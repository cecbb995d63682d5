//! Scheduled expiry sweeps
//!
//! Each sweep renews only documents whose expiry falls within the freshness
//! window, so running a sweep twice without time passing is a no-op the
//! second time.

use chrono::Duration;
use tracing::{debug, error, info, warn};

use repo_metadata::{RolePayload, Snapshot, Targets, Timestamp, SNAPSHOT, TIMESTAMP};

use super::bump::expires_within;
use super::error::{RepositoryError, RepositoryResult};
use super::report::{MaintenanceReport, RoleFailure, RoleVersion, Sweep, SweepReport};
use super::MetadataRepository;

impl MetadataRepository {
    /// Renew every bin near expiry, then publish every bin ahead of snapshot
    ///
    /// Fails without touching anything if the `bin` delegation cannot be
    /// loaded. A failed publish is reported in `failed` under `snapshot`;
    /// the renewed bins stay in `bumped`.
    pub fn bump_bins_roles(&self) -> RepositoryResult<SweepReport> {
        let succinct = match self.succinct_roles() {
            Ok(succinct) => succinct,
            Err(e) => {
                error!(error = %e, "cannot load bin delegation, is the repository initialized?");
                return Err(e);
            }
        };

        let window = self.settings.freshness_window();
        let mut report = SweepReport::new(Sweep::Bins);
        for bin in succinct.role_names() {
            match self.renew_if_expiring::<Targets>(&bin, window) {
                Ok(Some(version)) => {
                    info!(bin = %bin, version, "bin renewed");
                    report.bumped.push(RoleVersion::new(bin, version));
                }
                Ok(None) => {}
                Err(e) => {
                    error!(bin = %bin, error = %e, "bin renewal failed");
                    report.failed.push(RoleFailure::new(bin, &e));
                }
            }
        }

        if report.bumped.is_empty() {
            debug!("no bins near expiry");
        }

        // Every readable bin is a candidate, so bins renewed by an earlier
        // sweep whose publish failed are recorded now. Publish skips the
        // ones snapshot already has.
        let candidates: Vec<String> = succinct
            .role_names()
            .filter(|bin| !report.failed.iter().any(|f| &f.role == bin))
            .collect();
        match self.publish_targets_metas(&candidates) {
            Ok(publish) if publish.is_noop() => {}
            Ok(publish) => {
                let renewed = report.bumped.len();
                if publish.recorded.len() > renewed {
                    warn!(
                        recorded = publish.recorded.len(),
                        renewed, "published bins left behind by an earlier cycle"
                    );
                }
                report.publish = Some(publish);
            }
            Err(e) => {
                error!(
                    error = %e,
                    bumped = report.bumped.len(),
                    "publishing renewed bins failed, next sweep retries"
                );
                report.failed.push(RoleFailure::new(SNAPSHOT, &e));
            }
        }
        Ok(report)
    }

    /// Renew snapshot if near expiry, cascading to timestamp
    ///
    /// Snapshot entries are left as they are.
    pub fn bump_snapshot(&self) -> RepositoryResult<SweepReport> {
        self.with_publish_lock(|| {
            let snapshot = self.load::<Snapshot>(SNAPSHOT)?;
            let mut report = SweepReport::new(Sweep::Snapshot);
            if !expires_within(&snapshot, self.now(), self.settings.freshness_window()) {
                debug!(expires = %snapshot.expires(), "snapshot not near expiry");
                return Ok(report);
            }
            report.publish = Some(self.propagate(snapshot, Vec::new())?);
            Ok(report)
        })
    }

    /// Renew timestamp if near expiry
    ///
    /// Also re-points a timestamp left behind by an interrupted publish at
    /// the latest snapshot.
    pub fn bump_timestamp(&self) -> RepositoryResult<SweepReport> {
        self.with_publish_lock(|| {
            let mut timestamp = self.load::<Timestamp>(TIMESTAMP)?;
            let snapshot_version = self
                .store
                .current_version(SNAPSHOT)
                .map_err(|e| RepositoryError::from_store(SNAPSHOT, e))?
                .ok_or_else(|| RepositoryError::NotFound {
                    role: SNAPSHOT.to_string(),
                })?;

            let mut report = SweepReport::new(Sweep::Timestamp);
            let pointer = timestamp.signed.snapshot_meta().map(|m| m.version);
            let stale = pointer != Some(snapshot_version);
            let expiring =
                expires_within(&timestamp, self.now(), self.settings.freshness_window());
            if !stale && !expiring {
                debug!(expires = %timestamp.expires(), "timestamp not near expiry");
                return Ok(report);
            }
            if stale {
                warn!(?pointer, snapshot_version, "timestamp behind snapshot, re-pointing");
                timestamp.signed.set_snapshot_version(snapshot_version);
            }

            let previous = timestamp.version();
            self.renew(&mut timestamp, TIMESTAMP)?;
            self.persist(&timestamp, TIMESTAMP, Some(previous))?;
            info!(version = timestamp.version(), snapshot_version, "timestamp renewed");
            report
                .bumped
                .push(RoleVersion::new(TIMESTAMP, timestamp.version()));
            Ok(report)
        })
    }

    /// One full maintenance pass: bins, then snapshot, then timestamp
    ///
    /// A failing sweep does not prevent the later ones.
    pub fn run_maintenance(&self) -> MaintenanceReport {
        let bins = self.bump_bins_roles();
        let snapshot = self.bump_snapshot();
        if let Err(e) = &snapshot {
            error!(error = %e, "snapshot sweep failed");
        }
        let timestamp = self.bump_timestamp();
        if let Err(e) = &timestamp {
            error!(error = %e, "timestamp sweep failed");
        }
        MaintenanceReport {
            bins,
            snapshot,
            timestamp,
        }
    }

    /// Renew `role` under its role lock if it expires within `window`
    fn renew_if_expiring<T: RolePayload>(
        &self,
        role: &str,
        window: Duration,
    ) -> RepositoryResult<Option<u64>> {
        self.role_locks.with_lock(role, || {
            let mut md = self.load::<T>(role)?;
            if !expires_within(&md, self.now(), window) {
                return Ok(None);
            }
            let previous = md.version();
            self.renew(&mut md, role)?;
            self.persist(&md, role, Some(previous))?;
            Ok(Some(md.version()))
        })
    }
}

================================

=== Task item ===
For this exercise, set down all of the entries again word for word.

=== Your solution ===
repository cecbb995d63682d5
//! Scheduled expiry sweeps
//!
//! Each sweep renews only documents whose expiry falls within the freshness
//! window, so running a sweep twice without time passing is a no-op the
//! second time.

use chrono::Duration;
use tracing::{debug, error, info, warn};

use repo_metadata::{RolePayload, Snapshot, Targets, Timestamp, SNAPSHOT, TIMESTAMP};

use super::bump::expires_within;
use super::error::{RepositoryError, RepositoryResult};
use super::report::{MaintenanceReport, RoleFailure, RoleVersion, Sweep, SweepReport};
use super::MetadataRepository;

impl MetadataRepository {
    /// Renew every bin near expiry, then publish every bin ahead of snapshot
    ///
    /// Fails without touching anything if the `bin` delegation cannot be
    /// loaded. A failed publish is reported in `failed` under `snapshot`;
    /// the renewed bins stay in `bumped`.
    pub fn bump_bins_roles(&self) -> RepositoryResult<SweepReport> {
        let succinct = match self.succinct_roles() {
            Ok(succinct) => succinct,
            Err(e) => {
                error!(error = %e, "cannot load bin delegation, is the repository initialized?");
                return Err(e);
            }
        };

        let window = self.settings.freshness_window();
        let mut report = SweepReport::new(Sweep::Bins);
        for bin in succinct.role_names() {
            match self.renew_if_expiring::<Targets>(&bin, window) {
                Ok(Some(version)) => {
                    info!(bin = %bin, version, "bin renewed");
                    report.bumped.push(RoleVersion::new(bin, version));
                }
                Ok(None) => {}
                Err(e) => {
                    error!(bin = %bin, error = %e, "bin renewal failed");
                    report.failed.push(RoleFailure::new(bin, &e));
                }
            }
        }

        if report.bumped.is_empty() {
            debug!("no bins near expiry");
        }

        // Every readable bin is a candidate, so bins renewed by an earlier
        // sweep whose publish failed are recorded now. Publish skips the
        // ones snapshot already has.
        let candidates: Vec<String> = succinct
            .role_names()
            .filter(|bin| !report.failed.iter().any(|f| &f.role == bin))
            .collect();
        match self.publish_targets_metas(&candidates) {
            Ok(publish) if publish.is_noop() => {}
            Ok(publish) => {
                let renewed = report.bumped.len();
                if publish.recorded.len() > renewed {
                    warn!(
                        recorded = publish.recorded.len(),
                        renewed, "published bins left behind by an earlier cycle"
                    );
                }
                report.publish = Some(publish);
            }
            Err(e) => {
                error!(
                    error = %e,
                    bumped = report.bumped.len(),
                    "publishing renewed bins failed, next sweep retries"
                );
                report.failed.push(RoleFailure::new(SNAPSHOT, &e));
            }
        }
        Ok(report)
    }

    /// Renew snapshot if near expiry, cascading to timestamp
    ///
    /// Snapshot entries are left as they are.
    pub fn bump_snapshot(&self) -> RepositoryResult<SweepReport> {
        self.with_publish_lock(|| {
            let snapshot = self.load::<Snapshot>(SNAPSHOT)?;
            let mut report = SweepReport::new(Sweep::Snapshot);
            if !expires_within(&snapshot, self.now(), self.settings.freshness_window()) {
                debug!(expires = %snapshot.expires(), "snapshot not near expiry");
                return Ok(report);
            }
            report.publish = Some(self.propagate(snapshot, Vec::new())?);
            Ok(report)
        })
    }

    /// Renew timestamp if near expiry
    ///
    /// Also re-points a timestamp left behind by an interrupted publish at
    /// the latest snapshot.
    pub fn bump_timestamp(&self) -> RepositoryResult<SweepReport> {
        self.with_publish_lock(|| {
            let mut timestamp = self.load::<Timestamp>(TIMESTAMP)?;
            let snapshot_version = self
                .store
                .current_version(SNAPSHOT)
                .map_err(|e| RepositoryError::from_store(SNAPSHOT, e))?
                .ok_or_else(|| RepositoryError::NotFound {
                    role: SNAPSHOT.to_string(),
                })?;

            let mut report = SweepReport::new(Sweep::Timestamp);
            let pointer = timestamp.signed.snapshot_meta().map(|m| m.version);
            let stale = pointer != Some(snapshot_version);
            let expiring =
                expires_within(&timestamp, self.now(), self.settings.freshness_window());
            if !stale && !expiring {
                debug!(expires = %timestamp.expires(), "timestamp not near expiry");
                return Ok(report);
            }
            if stale {
                warn!(?pointer, snapshot_version, "timestamp behind snapshot, re-pointing");
                timestamp.signed.set_snapshot_version(snapshot_version);
            }

            let previous = timestamp.version();
            self.renew(&mut timestamp, TIMESTAMP)?;
            self.persist(&timestamp, TIMESTAMP, Some(previous))?;
            info!(version = timestamp.version(), snapshot_version, "timestamp renewed");
            report
                .bumped
                .push(RoleVersion::new(TIMESTAMP, timestamp.version()));
            Ok(report)
        })
    }

    /// One full maintenance pass: bins, then snapshot, then timestamp
    ///
    /// A failing sweep does not prevent the later ones.
    pub fn run_maintenance(&self) -> MaintenanceReport {
        let bins = self.bump_bins_roles();
        let snapshot = self.bump_snapshot();
        if let Err(e) = &snapshot {
            error!(error = %e, "snapshot sweep failed");
        }
        let timestamp = self.bump_timestamp();
        if let Err(e) = &timestamp {
            error!(error = %e, "timestamp sweep failed");
        }
        MaintenanceReport {
            bins,
            snapshot,
            timestamp,
        }
    }

    /// Renew `role` under its role lock if it expires within `window`
    fn renew_if_expiring<T: RolePayload>(
        &self,
        role: &str,
        window: Duration,
    ) -> RepositoryResult<Option<u64>> {
        self.role_locks.with_lock(role, || {
            let mut md = self.load::<T>(role)?;
            if !expires_within(&md, self.now(), window) {
                return Ok(None);
            }
            let previous = md.version();
            self.renew(&mut md, role)?;
            self.persist(&md, role, Some(previous))?;
            Ok(Some(md.version()))
        })
    }
}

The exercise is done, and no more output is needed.